I use "generally" here since new versions of HTTP have enabled things like server push.
Consider a chat application scenario:
All four clients need to be kept in sync. When John sends a message, Chris, Sam, and Jane, should all receive it as quickly as possible. If this app is using HTTP, the send operation is simple, use a POST request to the server with the message. But the receive operation is a bit harder. Client's need to simultaneously be polling the server for new messages. Depending on the polling interval and the number of connected clients, the server could be looking at an alarming number of requests to handle.
With WebSockets, the flow is simplified significantly. All clients establish a connection with the server and begin subscribe to a certain channel. Any client (or the server) can publish a message to the specified channel at any time. When it does so, the server will then process the publish event, and depending on the implementation, will broadcast the new message to all client connections on the channel. This pattern is often dubbed as the pub/sub model. And is used by a plethora of applications, including HarperDB clustering!
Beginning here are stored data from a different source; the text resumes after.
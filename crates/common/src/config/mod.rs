//! Configuration management for ProControl services
//!
//! Supports loading configuration from:
//! - Environment variables (prefixed with APP__)
//! - Configuration files (config.toml, config.yaml)
//! - Default values

use config::{Config, ConfigError, Environment, File};
use serde::{Deserialize, Serialize};
use std::time::Duration;

/// Main application configuration
#[derive(Debug, Clone, Deserialize, Serialize)]
pub struct AppConfig {
    /// Server configuration
    pub server: ServerConfig,

    /// Database configuration
    pub database: DatabaseConfig,

    /// Authentication configuration
    pub auth: AuthConfig,

    /// Observability configuration
    pub observability: ObservabilityConfig,

    /// Rate limiting configuration
    pub rate_limit: RateLimitConfig,
}

#[derive(Debug, Clone, Deserialize, Serialize)]
pub struct ServerConfig {
    /// Host to bind to
    #[serde(default = "default_host")]
    pub host: String,

    /// Port to listen on
    #[serde(default = "default_port")]
    pub port: u16,

    /// Request timeout in seconds
    #[serde(default = "default_request_timeout")]
    pub request_timeout_secs: u64,

    /// Shutdown timeout in seconds
    #[serde(default = "default_shutdown_timeout")]
    pub shutdown_timeout_secs: u64,

    /// Default page size for listings
    #[serde(default = "default_page_size")]
    pub default_page_size: u64,
}

#[derive(Debug, Clone, Deserialize, Serialize)]
pub struct DatabaseConfig {
    /// Primary database URL (for writes)
    pub url: String,

    /// Read replica URL (optional, falls back to primary)
    pub read_url: Option<String>,

    /// Maximum number of connections
    #[serde(default = "default_max_connections")]
    pub max_connections: u32,

    /// Minimum number of connections
    #[serde(default = "default_min_connections")]
    pub min_connections: u32,

    /// Connection timeout in seconds
    #[serde(default = "default_connect_timeout")]
    pub connect_timeout_secs: u64,

    /// Idle timeout in seconds
    #[serde(default = "default_idle_timeout")]
    pub idle_timeout_secs: u64,
}

#[derive(Debug, Clone, Deserialize, Serialize)]
pub struct AuthConfig {
    /// Header carrying the acting user's id
    #[serde(default = "default_actor_id_header")]
    pub actor_id_header: String,

    /// Header carrying the acting user's display name
    #[serde(default = "default_actor_name_header")]
    pub actor_name_header: String,

    /// Request ID header name
    #[serde(default = "default_request_id_header")]
    pub request_id_header: String,
}

#[derive(Debug, Clone, Deserialize, Serialize)]
pub struct ObservabilityConfig {
    /// Log level (debug, info, warn, error)
    #[serde(default = "default_log_level")]
    pub log_level: String,

    /// Enable JSON logging
    #[serde(default = "default_json_logging")]
    pub json_logging: bool,

    /// Service name for tracing
    #[serde(default = "default_service_name")]
    pub service_name: String,
}

#[derive(Debug, Clone, Deserialize, Serialize)]
pub struct RateLimitConfig {
    /// Requests per second
    #[serde(default = "default_rate_limit")]
    pub requests_per_second: u32,

    /// Burst capacity
    #[serde(default = "default_burst")]
    pub burst: u32,

    /// Enable rate limiting
    #[serde(default = "default_enabled")]
    pub enabled: bool,
}

// Default value functions
fn default_host() -> String { "0.0.0.0".to_string() }
fn default_port() -> u16 { 8080 }
fn default_request_timeout() -> u64 { 30 }
fn default_shutdown_timeout() -> u64 { 30 }
fn default_page_size() -> u64 { 20 }
fn default_max_connections() -> u32 { 50 }
fn default_min_connections() -> u32 { 5 }
fn default_connect_timeout() -> u64 { 10 }
fn default_idle_timeout() -> u64 { 300 }
fn default_actor_id_header() -> String { "X-Actor-ID".to_string() }
fn default_actor_name_header() -> String { "X-Actor-Name".to_string() }
fn default_request_id_header() -> String { "X-Request-ID".to_string() }
fn default_log_level() -> String { "info".to_string() }
fn default_json_logging() -> bool { true }
fn default_service_name() -> String { "procontrol".to_string() }
fn default_rate_limit() -> u32 { 50 }
fn default_burst() -> u32 { 100 }
fn default_enabled() -> bool { true }

impl AppConfig {
    /// Load configuration from environment and files
    pub fn load() -> Result<Self, ConfigError> {
        let env = std::env::var("APP_ENV").unwrap_or_else(|_| "development".to_string());

        let config = Config::builder()
            // Start with defaults
            .set_default("server.host", "0.0.0.0")?
            .set_default("server.port", 8080)?
            // Load base config file
            .add_source(File::with_name("config/default").required(false))
            // Load environment-specific config
            .add_source(File::with_name(&format!("config/{}", env)).required(false))
            // Load local overrides
            .add_source(File::with_name("config/local").required(false))
            // Load from environment variables with APP__ prefix
            // e.g., APP__SERVER__PORT=8081
            .add_source(
                Environment::with_prefix("APP")
                    .separator("__")
                    .try_parsing(true),
            )
            .build()?;

        config.try_deserialize()
    }

    /// Load from a specific TOML file
    pub fn from_file(path: &str) -> Result<Self, ConfigError> {
        let config = Config::builder()
            .add_source(File::with_name(path))
            .add_source(
                Environment::with_prefix("APP")
                    .separator("__")
                    .try_parsing(true),
            )
            .build()?;

        config.try_deserialize()
    }

    /// Get request timeout as Duration
    pub fn request_timeout(&self) -> Duration {
        Duration::from_secs(self.server.request_timeout_secs)
    }

    /// Get shutdown timeout as Duration
    pub fn shutdown_timeout(&self) -> Duration {
        Duration::from_secs(self.server.shutdown_timeout_secs)
    }

    /// Get the read database URL (falls back to primary)
    pub fn read_database_url(&self) -> &str {
        self.database.read_url.as_deref().unwrap_or(&self.database.url)
    }
}

impl Default for AppConfig {
    fn default() -> Self {
        Self {
            server: ServerConfig {
                host: default_host(),
                port: default_port(),
                request_timeout_secs: default_request_timeout(),
                shutdown_timeout_secs: default_shutdown_timeout(),
                default_page_size: default_page_size(),
            },
            database: DatabaseConfig {
                url: "postgres://localhost/procontrol".to_string(),
                read_url: None,
                max_connections: default_max_connections(),
                min_connections: default_min_connections(),
                connect_timeout_secs: default_connect_timeout(),
                idle_timeout_secs: default_idle_timeout(),
            },
            auth: AuthConfig {
                actor_id_header: default_actor_id_header(),
                actor_name_header: default_actor_name_header(),
                request_id_header: default_request_id_header(),
            },
            observability: ObservabilityConfig {
                log_level: default_log_level(),
                json_logging: default_json_logging(),
                service_name: default_service_name(),
            },
            rate_limit: RateLimitConfig {
                requests_per_second: default_rate_limit(),
                burst: default_burst(),
                enabled: default_enabled(),
            },
        }
    }
}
Internally, HarperDB clusters replicate data between instances using the bi-directional pub/sub model. Clients can subscribe to the same WebSocket channels HarperDB uses and access all of the updates of a given table. Using this mechanism, developers can build applications with close-to realtime data updates. To make this application development even easier, HarperDB has published a new module, harperdb-websocket-client.
Follow along with the demo below to see it in action.
Demo
The source code for this demo can be found at Ethan-Arrowood/harperdb-websocket-tutorial
This demo will walk you through the creation of a Node.js project powered by WebSockets and HarperDB. The application will be a data entry CLI with an additional display script.
Prerequisites and Set Up
Set your current working directory to a new folder:
mkdir hdb-websocket-demo
cd hdb-websocket-demo
Create a docker-compose.yml
file with these contents:
version: '2'
services:
harperdb:
image: harperdb/hdb:latest
environment:
- INIT_HDB_USERNAME=HDB_ADMIN
- INIT_HDB_PASSWORD=password
- INIT_CLUSTER_USER=cluster_user
- INIT_CLUSTER_PASSWORD=password
- INIT_ENABLE_CLUSTERING=true
- INIT_NODE_NAME=docker_node
- INIT_CLUSTER_PORT=12345
ports:
- 9925:9925
- 31283:31283
- 12345:12345
volumes:
- ./hdb_data/:/opt/harperdb/hdb/
Initialize a new npm project and install two dependencies:
npm i -y
npm i undici harperdb-websocket-client
Create three project files:
touch init.js data-entry.js data-display.js
And finally launch HarperDB using Docker
docker-compose up
init.js
The init script contains some necessary set up operations so the CLI application has a schema and table to query against.
Start off by importing undici
, initializing a new undici client, and creating two methods requestFactory
and readStream
.
undici is a new Node.js http 1.1 client. It is blazing fast and has a really extensible API.
const undici = require('undici')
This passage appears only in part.